Nous autres, Européens, sommes évidemment pusillanimes et décadents, pathétiques dans nos aspirations et pitoyables dans nos plaisirs, déchirés entre nos velléités d’émancipation et notre nostalgie du passé. Au moins, avons-nous construit une civilisation unique dans l’histoire, enviée par beaucoup, fondée sur la prospérité et la paix, combinant le respect des personnes et la variété de leurs aspirations. En quoi la haine de l’Occident est toujours la haine du droit et de la liberté, ce que savent les despotes du monde entier de Poutine à Ali Khamenei sans oublier le calife autoproclamé Al-Baghdadi.

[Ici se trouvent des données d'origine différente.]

impl Operation {
    pub fn new(
        name: impl Into<String>,
        method: impl Into<String>,
        path: impl Into<String>,
    ) -> Self {
        let name = name.into();
        Self {
            description: name.clone(),
            name,
            method: method.into().to_uppercase(),
            path: path.into(),
            base_url: None,
            parameters: Vec::new(),
            auth_scheme: None,
            auth_credential: None,
        }
    }

    pub fn with_description(mut self, description: impl Into<String>) -> Self {
        self.description = description.into();
        self
    }

    pub fn with_base_url(mut self, base_url: impl Into<String>) -> Self {
        self.base_url = Some(base_url.into().trim_end_matches('/').to_string());
        self
    }

    pub fn with_parameter(mut self, parameter: OperationParameter) -> Self {
        self.parameters.push(parameter);
        self
    }

    pub fn with_auth_scheme(mut self, scheme: AuthScheme) -> Self {
        self.auth_scheme = Some(scheme);
        self
    }

    /// Whether the spec declares an auth requirement for this operation.
    pub fn requires_auth(&self) -> bool {
        self.auth_scheme.is_some()
    }

    pub fn has_credential(&self) -> bool {
        self.auth_credential.is_some()
    }

    pub fn configure_auth_credential(&mut self, credential: AuthCredential) {
        self.auth_credential = Some(credential);
    }

    pub fn descriptor(&self) -> OperationDescriptor {
        let mut properties = Map::new();
        let mut required = Vec::new();
        for param in &self.parameters {
            let mut schema = declaration_schema(&param.schema);
            if let (Some(desc), Some(obj)) = (&param.description, schema.as_object_mut()) {
                obj.entry("description")
                    .or_insert_with(|| Value::String(desc.clone()));
            }
            properties.insert(param.name.clone(), schema);
            if param.required {
                required.push(Value::String(param.name.clone()));
            }
        }

        OperationDescriptor {
            name: self.name.clone(),
            description: self.description.clone(),
            parameters: serde_json::json!({
                "type": "object",
                "properties": properties,
                "required": required,
            }),
        }
    }

    /// Issue the HTTP call described by this operation.
    ///
    /// `args` is a JSON object keyed by parameter name (a JSON string holding
    /// an object is accepted too). Required arguments are checked before any
    /// network traffic.
    pub async fn invoke(
        &self,
        http: &reqwest::Client,
        args: &Value,
    ) -> Result<Value, OperationError> {
        let args = normalize_args(args)?;
        let base_url = self
            .base_url
            .as_deref()
            .ok_or_else(|| OperationError::NoBaseUrl(self.name.clone()))?;

        let mut path = self.path.clone();
        let mut parts = RequestParts::default();
        let mut body = Map::new();
        let mut raw_body: Option<Value> = None;

        for param in &self.parameters {
            let value = match args.get(&param.name) {
                Some(v) if !v.is_null() => v,
                _ => {
                    if param.required {
                        return Err(OperationError::MissingArgument(param.name.clone()));
                    }
                    continue;
                }
            };

            match param.location {
                ParameterLocation::Path => {
                    let encoded = urlencoding::encode(&scalar_text(value)).into_owned();
                    path = path.replace(&format!("{{{}}}", param.name), &encoded);
                }
                ParameterLocation::Query => match value {
                    Value::Array(items) => {
                        for item in items {
                            parts.query.push((param.name.clone(), scalar_text(item)));
                        }
                    }
                    other => parts.query.push((param.name.clone(), scalar_text(other))),
                },
                ParameterLocation::Header => {
                    parts.headers.push((param.name.clone(), scalar_text(value)))
                }
                ParameterLocation::Cookie => {
                    parts.cookies.push((param.name.clone(), scalar_text(value)))
                }
                ParameterLocation::Body => {
                    body.insert(param.name.clone(), value.clone());
                }
                ParameterLocation::RawBody => raw_body = Some(value.clone()),
            }
        }

        if let (Some(scheme), Some(credential)) = (&self.auth_scheme, &self.auth_credential) {
            scheme.apply(credential, &mut parts);
        }

        let method = Method::from_bytes(self.method.as_bytes())
            .map_err(|_| OperationError::UnsupportedMethod(self.method.clone()))?;
        let url = format!("{}{}", base_url, path);

        tracing::debug!(operation = %self.name, method = %method, url = %url, "Invoking operation");

        let mut request = http.request(method, &url);
        if !parts.query.is_empty() {
            request = request.query(&parts.query);
        }
        for (key, value) in &parts.headers {
            request = request.header(key.as_str(), value.as_str());
        }
        if let Some(cookie) = parts.cookie_header() {
            request = request.header(reqwest::header::COOKIE, cookie);
        }
        if let Some(raw) = raw_body {
            request = request.json(&raw);
        } else if !body.is_empty() {
            request = request.json(&Value::Object(body));
        }

        let response = request.send().await?;
        let status = response.status();
        let text = response.text().await?;

        if !status.is_success() {
            return Err(OperationError::HttpStatus {
                status: status.as_u16(),
                body: text,
            });
        }

        if text.trim().is_empty() {
            return Ok(Value::Null);
        }
        Ok(serde_json::from_str(&text).unwrap_or(Value::String(text)))
    }
}

fn normalize_args(args: &Value) -> Result<Map<String, Value>, OperationError> {
    match args {
        Value::Object(map) => Ok(map.clone()),
        Value::Null => Ok(Map::new()),
        Value::String(s) if s.trim().is_empty() => Ok(Map::new()),
        Value::String(s) => serde_json::from_str::<Map<String, Value>>(s)
            .map_err(|e| OperationError::InvalidArguments(e.to_string())),
        other => Err(OperationError::InvalidArguments(format!(
            "expected an object, got {}",
            other
        ))),
    }
}

fn scalar_text(value: &Value) -> String {
    match value {
        Value::String(s) => s.clone(),
        other => other.to_string(),
    }
}

/// Reduce an OpenAPI schema to the subset function declarations accept.
fn declaration_schema(schema: &Value) -> Value {
    let Some(obj) = schema.as_object() else {
        return serde_json::json!({"type": "string"});
    };

    let mut out = Map::new();
    let ty = obj
        .get("type")
        .and_then(|t| t.as_str())
        .unwrap_or(if obj.contains_key("properties") { "object" } else { "string" });
    out.insert("type".into(), Value::String(ty.to_string()));

    for key in ["description", "enum", "format"] {
        if let Some(v) = obj.get(key) {
            out.insert(key.into(), v.clone());
        }
    }
    if let Some(items) = obj.get("items") {
        out.insert("items".into(), declaration_schema(items));
    }
    if let Some(props) = obj.get("properties").and_then(|p| p.as_object()) {
        let nested: Map<String, Value> = props
            .iter()
            .map(|(k, v)| (k.clone(), declaration_schema(v)))
            .collect();
        out.insert("properties".into(), Value::Object(nested));
        if let Some(req) = obj.get("required") {
            out.insert("required".into(), req.clone());
        }
    }
    Value::Object(out)
}

#[cfg(test)]
mod tests {
    use super::*;
    use crate::auth::ApiKeyLocation;
    use wiremock::matchers::{body_json, header, method, path, query_param};
    use wiremock::{Mock, MockServer, ResponseTemplate};

    fn param(name: &str, location: ParameterLocation, required: bool) -> OperationParameter {
        OperationParameter {
            name: name.to_string(),
            location,
            required,
            description: None,
            schema: serde_json::json!({"type": "string"}),
        }
    }

    #[test]
    fn test_descriptor_lists_required_first() {
        let op = Operation::new("list_orders", "get", "/orders")
            .with_parameter(param("limit", ParameterLocation::Query, false))
            .with_parameter(param("customer", ParameterLocation::Query, true));
        let desc = op.descriptor();
        assert_eq!(desc.argument_names(), vec!["customer", "limit"]);
        assert!(desc.is_required("customer"));
        assert!(!desc.is_required("limit"));
        assert_eq!(desc.parameters["type"], "object");
    }

    #[tokio::test]
    async fn test_invoke_substitutes_path_and_query() {
        let server = MockServer::start().await;
        Mock::given(method("GET"))
            .and(path("/customers/123"))
            .and(query_param("expand", "orders"))
            .respond_with(ResponseTemplate::new(200).set_body_json(serde_json::json!({"name": "John"})))
            .expect(1)
            .mount(&server)
            .await;

        let op = Operation::new("get_customer_by_id", "GET", "/customers/{id}")
            .with_base_url(server.uri())
            .with_parameter(param("id", ParameterLocation::Path, true))
            .with_parameter(param("expand", ParameterLocation::Query, false));

        let result = op
            .invoke(
                &reqwest::Client::new(),
                &serde_json::json!({"id": 123, "expand": "orders"}),
            )
            .await
            .unwrap();
        assert_eq!(result, serde_json::json!({"name": "John"}));
    }

    #[tokio::test]
    async fn test_invoke_sends_body_and_credential() {
        let server = MockServer::start().await;
        Mock::given(method("POST"))
            .and(path("/orders"))
            .and(header("x-api-key", "k-1"))
            .and(body_json(serde_json::json!({"sku": "A1", "qty": 2})))
            .respond_with(ResponseTemplate::new(201).set_body_json(serde_json::json!({"orderId": "9"})))
            .expect(1)
            .mount(&server)
            .await;

        let mut op = Operation::new("create_order", "post", "/orders")
            .with_base_url(format!("{}/", server.uri()))
            .with_parameter(param("sku", ParameterLocation::Body, true))
            .with_parameter(param("qty", ParameterLocation::Body, false))
            .with_auth_scheme(AuthScheme::ApiKey {
                location: ApiKeyLocation::Header,
                name: "x-api-key".into(),
            });
        op.configure_auth_credential(AuthCredential::ApiKey("k-1".into()));

        let result = op
            .invoke(&reqwest::Client::new(), &serde_json::json!({"sku": "A1", "qty": 2}))
            .await
            .unwrap();
        assert_eq!(result["orderId"], "9");
    }

    #[tokio::test]
    async fn test_missing_required_argument_fails_before_network() {
        let op = Operation::new("get_customer_by_id", "GET", "/customers/{id}")
            .with_base_url("http://127.0.0.1:9")
            .with_parameter(param("id", ParameterLocation::Path, true));
        let err = op
            .invoke(&reqwest::Client::new(), &serde_json::json!({}))
            .await
            .unwrap_err();
        assert!(matches!(err, OperationError::MissingArgument(ref n) if n == "id"));
    }

    #[tokio::test]
    async fn test_http_error_status_is_reported() {
        let server = MockServer::start().await;
        Mock::given(method("DELETE"))
            .respond_with(ResponseTemplate::new(404).set_body_string("no such customer"))
            .mount(&server)
            .await;

        let op = Operation::new("delete_customer", "DELETE", "/customers/{id}")
            .with_base_url(server.uri())
            .with_parameter(param("id", ParameterLocation::Path, true));
        let err = op
            .invoke(&reqwest::Client::new(), &serde_json::json!("{\"id\": \"7\"}"))
            .await
            .unwrap_err();
        match err {
            OperationError::HttpStatus { status, body } => {
                assert_eq!(status, 404);
                assert_eq!(body, "no such customer");
            }
            other => panic!("unexpected error: {other}"),
        }
    }

    #[test]
    fn test_declaration_schema_keeps_supported_keys() {
        let schema = declaration_schema(&serde_json::json!({
            "type": "array",
            "items": {"type": "integer", "minimum": 1},
            "description": "ids",
            "x-internal": true,
        }));
        assert_eq!(
            schema,
            serde_json::json!({"type": "array", "description": "ids", "items": {"type": "integer"}})
        );
    }
}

Accueillir l’Occident, c’est entrebâiller la porte derrière laquelle rôdent l’audace et le chaos, la contestation des abus déguisés en lois éternelles, des inégalités fondées en nature. Il impose à chaque société des tâches insurmontables, s’affranchir de la tradition, sortir du cocon rassurant de la coutume pour inventer de nouvelles manières d’être. On le déteste non pour ses fautes réelles mais pour sa tentative de les corriger, parce que l’un des tout premiers, il a tenté de s’affranchir de sa barbarie, s’est libéré de l’absolutisme monarchique et religieux, invitant le reste du monde à le suivre. Il a brisé le cercle de connivence des violents, c’est cela qu’on ne lui pardonne pas, au-delà de ses péchés historiques, le colonialisme et l’impérialisme dont lui seul porte la malédiction alors que d’autres cultures (l’Empire ottoman, les Arabes en Espagne) l’ont également pratiqué sans faire amende honorable. A cet égard, le vrai moteur de l’intégrisme, c’est moins le respect sourcilleux des Ecritures, la majorité des jihadistes sont des analphabètes coraniques, que la terreur d’un mode d’existence fondé sur l’autonomie individuelle, l’innovation perpétuelle, la remise en cause de l’autorité, le droit de discuter les vérités admises. Les progrès de la liberté vont de pair avec les progrès de la haine de la liberté, et surtout de l’émancipation des femmes, mutation symbolique fondamentale.
(...)
L’islam a toute sa place en Europe, il a droit à cet égard à la liberté de culte, à des lieux de prière décents et au respect : à condition qu’il respecte lui-même les règles républicaines et laïques, ne réclame pas un statut extraterritorial, dérogation de piscine et de gymnastique pour les femmes, enseignement à part, sécession spirituelle, faveurs et privilèges divers. Il ne s’agit pas d’islamiser l’Europe mais d’européaniser l’islam : en faire une religion parmi d’autres, dotée des mêmes droits et devoirs, et qui pourrait éventuellement rayonner ensuite sur le reste du monde musulman. Pour cette tâche de longue haleine, il faut commencer par ne pas capituler, ne pas renier le coeur de notre héritage : l’esprit d’examen, l’égalité des sexes, la discrétion religieuse, le respect des droits et des libertés individuelles. Ces principes-là ne sont tout simplement pas négociables."